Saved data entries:
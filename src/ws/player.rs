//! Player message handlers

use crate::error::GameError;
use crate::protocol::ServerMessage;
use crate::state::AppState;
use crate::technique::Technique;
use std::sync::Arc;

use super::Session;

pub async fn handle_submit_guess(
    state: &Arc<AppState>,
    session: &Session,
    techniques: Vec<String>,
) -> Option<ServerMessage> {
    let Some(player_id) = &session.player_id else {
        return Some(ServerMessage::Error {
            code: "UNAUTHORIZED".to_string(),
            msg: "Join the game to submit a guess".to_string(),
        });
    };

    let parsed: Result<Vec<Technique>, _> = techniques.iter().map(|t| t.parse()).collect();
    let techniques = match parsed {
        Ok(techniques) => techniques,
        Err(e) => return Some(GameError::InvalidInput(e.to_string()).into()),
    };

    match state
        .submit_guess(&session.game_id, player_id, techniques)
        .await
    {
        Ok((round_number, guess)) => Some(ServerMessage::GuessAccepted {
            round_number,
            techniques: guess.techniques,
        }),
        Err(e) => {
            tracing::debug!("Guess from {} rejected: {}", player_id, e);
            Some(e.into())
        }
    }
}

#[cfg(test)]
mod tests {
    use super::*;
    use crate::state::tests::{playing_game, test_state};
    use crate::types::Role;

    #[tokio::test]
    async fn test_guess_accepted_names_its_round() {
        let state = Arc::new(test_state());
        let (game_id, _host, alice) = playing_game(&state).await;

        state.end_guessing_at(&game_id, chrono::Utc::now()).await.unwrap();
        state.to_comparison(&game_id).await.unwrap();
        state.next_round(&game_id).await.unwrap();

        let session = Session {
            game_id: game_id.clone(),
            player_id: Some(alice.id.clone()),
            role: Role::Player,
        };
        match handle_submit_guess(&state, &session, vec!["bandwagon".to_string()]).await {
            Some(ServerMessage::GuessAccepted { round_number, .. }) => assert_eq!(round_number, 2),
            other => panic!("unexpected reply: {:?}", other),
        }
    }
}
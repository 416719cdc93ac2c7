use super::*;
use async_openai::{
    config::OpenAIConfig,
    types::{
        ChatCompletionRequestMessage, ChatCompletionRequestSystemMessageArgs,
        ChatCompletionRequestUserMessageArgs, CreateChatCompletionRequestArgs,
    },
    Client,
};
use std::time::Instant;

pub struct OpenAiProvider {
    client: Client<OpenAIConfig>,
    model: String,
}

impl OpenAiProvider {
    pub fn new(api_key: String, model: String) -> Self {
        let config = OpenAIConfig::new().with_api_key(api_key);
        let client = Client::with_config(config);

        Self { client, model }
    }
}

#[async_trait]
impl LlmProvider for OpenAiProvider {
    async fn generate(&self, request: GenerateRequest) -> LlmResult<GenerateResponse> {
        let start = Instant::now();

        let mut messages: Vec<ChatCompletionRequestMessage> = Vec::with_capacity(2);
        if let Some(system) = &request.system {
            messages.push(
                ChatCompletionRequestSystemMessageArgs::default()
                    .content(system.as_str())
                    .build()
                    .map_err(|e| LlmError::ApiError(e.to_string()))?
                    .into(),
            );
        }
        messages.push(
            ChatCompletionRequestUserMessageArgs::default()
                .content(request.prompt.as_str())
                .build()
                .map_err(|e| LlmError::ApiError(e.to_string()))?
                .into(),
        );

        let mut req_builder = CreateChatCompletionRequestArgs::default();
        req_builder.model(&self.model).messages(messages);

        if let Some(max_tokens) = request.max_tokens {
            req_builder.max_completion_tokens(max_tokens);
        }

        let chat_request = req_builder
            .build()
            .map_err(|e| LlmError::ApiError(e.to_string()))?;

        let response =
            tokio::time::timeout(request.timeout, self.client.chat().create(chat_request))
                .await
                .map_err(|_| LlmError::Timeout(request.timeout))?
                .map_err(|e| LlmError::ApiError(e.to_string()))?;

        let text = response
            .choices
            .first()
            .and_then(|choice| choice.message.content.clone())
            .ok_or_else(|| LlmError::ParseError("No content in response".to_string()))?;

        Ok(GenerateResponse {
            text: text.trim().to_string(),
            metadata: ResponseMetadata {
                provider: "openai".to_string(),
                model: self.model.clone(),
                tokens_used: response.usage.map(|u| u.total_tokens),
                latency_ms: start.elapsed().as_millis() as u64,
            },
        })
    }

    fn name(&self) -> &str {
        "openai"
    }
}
==
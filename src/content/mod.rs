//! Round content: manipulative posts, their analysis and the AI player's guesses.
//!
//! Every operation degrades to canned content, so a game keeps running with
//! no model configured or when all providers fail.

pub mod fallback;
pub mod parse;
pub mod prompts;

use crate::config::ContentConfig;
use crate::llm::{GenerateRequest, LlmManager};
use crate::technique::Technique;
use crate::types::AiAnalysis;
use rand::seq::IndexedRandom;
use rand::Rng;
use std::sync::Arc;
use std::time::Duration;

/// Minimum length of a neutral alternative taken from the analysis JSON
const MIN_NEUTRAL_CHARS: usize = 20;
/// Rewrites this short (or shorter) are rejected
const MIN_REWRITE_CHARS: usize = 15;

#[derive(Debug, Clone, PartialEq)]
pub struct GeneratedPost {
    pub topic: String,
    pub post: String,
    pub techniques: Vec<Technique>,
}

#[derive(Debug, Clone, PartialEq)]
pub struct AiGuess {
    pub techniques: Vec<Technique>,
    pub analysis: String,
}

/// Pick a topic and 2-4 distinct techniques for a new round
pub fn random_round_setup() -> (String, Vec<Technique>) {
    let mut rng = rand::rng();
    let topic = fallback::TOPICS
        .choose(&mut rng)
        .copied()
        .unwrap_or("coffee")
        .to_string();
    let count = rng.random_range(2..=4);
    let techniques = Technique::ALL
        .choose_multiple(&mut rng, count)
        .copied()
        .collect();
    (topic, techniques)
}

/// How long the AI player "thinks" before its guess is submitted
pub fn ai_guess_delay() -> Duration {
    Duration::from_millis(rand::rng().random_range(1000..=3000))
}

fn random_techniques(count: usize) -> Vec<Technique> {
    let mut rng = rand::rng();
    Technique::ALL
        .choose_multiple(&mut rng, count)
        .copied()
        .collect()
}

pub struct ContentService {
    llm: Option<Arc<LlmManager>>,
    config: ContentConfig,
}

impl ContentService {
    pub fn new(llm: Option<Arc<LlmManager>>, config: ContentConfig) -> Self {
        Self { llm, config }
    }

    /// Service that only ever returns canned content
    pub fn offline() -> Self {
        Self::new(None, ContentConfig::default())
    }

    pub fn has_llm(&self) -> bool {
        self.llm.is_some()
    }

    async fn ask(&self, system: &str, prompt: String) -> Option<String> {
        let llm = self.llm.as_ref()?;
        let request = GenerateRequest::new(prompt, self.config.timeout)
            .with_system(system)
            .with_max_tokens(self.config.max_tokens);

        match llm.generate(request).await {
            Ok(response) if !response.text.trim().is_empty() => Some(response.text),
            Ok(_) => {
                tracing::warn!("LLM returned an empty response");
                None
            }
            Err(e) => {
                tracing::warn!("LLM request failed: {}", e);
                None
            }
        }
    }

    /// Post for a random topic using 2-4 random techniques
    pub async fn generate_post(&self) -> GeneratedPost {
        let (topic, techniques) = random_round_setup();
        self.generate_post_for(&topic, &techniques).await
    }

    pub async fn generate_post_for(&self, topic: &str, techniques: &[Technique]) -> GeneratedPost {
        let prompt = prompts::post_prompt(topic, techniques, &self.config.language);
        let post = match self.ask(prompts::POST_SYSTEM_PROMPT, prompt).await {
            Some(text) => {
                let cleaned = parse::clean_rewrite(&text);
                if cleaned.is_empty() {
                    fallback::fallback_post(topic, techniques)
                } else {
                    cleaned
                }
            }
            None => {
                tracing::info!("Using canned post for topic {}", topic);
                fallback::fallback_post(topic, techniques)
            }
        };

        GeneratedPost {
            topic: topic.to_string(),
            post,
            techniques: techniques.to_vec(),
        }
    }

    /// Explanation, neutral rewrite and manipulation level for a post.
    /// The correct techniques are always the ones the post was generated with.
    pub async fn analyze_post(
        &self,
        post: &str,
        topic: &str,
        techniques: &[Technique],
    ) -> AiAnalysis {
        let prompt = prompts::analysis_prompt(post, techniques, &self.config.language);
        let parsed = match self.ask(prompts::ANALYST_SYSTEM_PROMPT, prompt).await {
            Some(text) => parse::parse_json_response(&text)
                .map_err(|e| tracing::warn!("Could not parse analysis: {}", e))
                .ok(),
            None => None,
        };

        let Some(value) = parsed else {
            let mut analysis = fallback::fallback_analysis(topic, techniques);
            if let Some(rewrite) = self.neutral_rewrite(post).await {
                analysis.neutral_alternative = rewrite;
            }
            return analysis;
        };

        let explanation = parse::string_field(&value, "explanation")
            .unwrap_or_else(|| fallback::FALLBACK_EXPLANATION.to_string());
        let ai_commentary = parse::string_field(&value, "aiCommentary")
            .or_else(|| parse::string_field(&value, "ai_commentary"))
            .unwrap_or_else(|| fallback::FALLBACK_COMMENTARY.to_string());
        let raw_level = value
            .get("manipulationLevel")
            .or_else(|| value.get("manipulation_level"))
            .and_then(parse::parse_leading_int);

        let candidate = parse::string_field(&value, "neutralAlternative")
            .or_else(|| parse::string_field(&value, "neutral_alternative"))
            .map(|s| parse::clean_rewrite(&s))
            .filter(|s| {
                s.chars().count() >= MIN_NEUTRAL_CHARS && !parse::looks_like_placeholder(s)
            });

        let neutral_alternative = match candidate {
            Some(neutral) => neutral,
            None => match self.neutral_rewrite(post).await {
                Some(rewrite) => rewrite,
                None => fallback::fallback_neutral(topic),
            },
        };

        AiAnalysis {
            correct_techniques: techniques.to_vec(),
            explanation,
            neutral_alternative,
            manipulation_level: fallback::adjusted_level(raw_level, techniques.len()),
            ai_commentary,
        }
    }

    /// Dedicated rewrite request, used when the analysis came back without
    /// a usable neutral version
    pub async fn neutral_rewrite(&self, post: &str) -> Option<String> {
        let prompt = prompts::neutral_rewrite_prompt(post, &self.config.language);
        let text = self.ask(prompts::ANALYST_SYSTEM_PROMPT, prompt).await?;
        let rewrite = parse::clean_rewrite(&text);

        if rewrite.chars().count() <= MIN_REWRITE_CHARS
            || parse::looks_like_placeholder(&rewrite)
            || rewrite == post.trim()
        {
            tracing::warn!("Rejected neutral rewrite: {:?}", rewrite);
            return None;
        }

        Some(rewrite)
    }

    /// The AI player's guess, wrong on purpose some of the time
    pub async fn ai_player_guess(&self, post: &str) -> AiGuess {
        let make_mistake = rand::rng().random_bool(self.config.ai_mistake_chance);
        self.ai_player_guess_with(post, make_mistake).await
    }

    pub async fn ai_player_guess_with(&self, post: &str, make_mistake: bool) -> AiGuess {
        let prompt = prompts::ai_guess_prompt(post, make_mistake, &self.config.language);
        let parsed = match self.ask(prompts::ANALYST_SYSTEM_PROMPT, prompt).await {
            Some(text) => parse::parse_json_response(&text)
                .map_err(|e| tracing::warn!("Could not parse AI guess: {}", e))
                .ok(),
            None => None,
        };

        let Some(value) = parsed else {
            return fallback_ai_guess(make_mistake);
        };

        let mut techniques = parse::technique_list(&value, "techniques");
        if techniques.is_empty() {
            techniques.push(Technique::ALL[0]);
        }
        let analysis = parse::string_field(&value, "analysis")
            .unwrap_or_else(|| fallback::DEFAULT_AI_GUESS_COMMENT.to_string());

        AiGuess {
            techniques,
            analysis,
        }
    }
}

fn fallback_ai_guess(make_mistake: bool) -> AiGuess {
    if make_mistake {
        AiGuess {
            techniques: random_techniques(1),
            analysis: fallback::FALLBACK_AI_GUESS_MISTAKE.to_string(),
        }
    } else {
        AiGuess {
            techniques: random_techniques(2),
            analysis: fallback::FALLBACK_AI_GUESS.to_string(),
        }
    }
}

• Task statement: Find "filename src/ws/player.rs" in the entries above and copy that whole line exactly, then each line after it through the line that contains "use super::Session;".

• Solution to the problem:
filename src/ws/player.rs
//! Player message handlers

use crate::error::GameError;
use crate::protocol::ServerMessage;
use crate::state::AppState;
use crate::technique::Technique;
use std::sync::Arc;

use super::Session;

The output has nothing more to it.